Work request:
Select, from the material below, each line with "CompletionError" in it.

Material for this exercise:
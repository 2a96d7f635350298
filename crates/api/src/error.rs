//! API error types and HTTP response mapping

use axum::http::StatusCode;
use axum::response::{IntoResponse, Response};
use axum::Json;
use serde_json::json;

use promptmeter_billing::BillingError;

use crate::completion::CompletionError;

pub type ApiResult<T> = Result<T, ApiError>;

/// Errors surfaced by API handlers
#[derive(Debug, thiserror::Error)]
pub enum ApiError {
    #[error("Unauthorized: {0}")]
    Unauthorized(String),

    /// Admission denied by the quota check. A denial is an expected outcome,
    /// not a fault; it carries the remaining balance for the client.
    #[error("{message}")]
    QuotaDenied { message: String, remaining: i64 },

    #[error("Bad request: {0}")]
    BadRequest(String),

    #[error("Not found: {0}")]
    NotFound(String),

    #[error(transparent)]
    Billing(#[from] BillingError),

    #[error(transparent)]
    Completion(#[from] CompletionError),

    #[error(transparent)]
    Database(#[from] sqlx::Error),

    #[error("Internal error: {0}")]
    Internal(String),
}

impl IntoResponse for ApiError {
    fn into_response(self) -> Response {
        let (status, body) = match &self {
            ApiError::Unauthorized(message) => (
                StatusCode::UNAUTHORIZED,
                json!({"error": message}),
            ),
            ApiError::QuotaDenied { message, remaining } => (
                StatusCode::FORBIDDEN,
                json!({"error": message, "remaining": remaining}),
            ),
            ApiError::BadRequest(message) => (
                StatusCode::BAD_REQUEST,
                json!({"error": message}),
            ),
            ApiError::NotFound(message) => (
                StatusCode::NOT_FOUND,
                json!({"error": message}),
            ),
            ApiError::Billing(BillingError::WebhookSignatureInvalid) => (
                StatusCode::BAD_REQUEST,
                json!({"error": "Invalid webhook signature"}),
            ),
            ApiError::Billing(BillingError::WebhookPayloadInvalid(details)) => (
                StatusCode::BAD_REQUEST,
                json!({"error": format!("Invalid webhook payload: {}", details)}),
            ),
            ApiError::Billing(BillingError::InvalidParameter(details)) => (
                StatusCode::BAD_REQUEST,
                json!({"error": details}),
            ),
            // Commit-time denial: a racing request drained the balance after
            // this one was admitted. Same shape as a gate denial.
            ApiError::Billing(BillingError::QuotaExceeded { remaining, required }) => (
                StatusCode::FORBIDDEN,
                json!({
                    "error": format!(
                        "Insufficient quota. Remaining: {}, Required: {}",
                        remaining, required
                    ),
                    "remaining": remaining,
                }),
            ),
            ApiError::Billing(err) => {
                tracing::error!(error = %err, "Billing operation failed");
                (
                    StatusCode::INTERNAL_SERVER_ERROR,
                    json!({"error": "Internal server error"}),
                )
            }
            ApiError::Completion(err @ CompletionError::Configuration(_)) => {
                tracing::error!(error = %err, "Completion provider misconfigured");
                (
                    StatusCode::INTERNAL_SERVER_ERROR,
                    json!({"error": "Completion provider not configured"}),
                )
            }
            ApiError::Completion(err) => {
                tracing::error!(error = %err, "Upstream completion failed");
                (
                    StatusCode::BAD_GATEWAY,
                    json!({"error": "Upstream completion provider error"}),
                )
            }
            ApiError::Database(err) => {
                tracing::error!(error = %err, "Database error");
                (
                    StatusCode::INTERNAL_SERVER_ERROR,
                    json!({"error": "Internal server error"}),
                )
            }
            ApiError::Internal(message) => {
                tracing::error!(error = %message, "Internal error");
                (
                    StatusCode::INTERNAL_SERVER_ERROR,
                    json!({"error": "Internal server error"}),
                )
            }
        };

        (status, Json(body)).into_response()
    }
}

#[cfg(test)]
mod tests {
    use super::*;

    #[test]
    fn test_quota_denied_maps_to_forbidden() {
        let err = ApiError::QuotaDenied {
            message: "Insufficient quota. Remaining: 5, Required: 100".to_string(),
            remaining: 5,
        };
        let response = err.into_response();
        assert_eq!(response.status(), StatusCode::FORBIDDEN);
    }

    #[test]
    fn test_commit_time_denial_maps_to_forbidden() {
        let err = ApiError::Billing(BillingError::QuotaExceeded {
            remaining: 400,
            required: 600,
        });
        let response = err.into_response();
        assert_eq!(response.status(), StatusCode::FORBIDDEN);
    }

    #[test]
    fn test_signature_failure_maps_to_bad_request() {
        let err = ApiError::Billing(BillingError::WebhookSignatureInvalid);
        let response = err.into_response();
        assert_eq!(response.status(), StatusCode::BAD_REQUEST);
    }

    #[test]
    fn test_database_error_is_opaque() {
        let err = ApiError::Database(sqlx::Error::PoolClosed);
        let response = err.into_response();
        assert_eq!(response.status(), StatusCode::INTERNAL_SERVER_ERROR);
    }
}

Problem solution:
use crate::completion::CompletionError;
    Completion(#[from] CompletionError),
            ApiError::Completion(err @ CompletionError::Configuration(_)) => {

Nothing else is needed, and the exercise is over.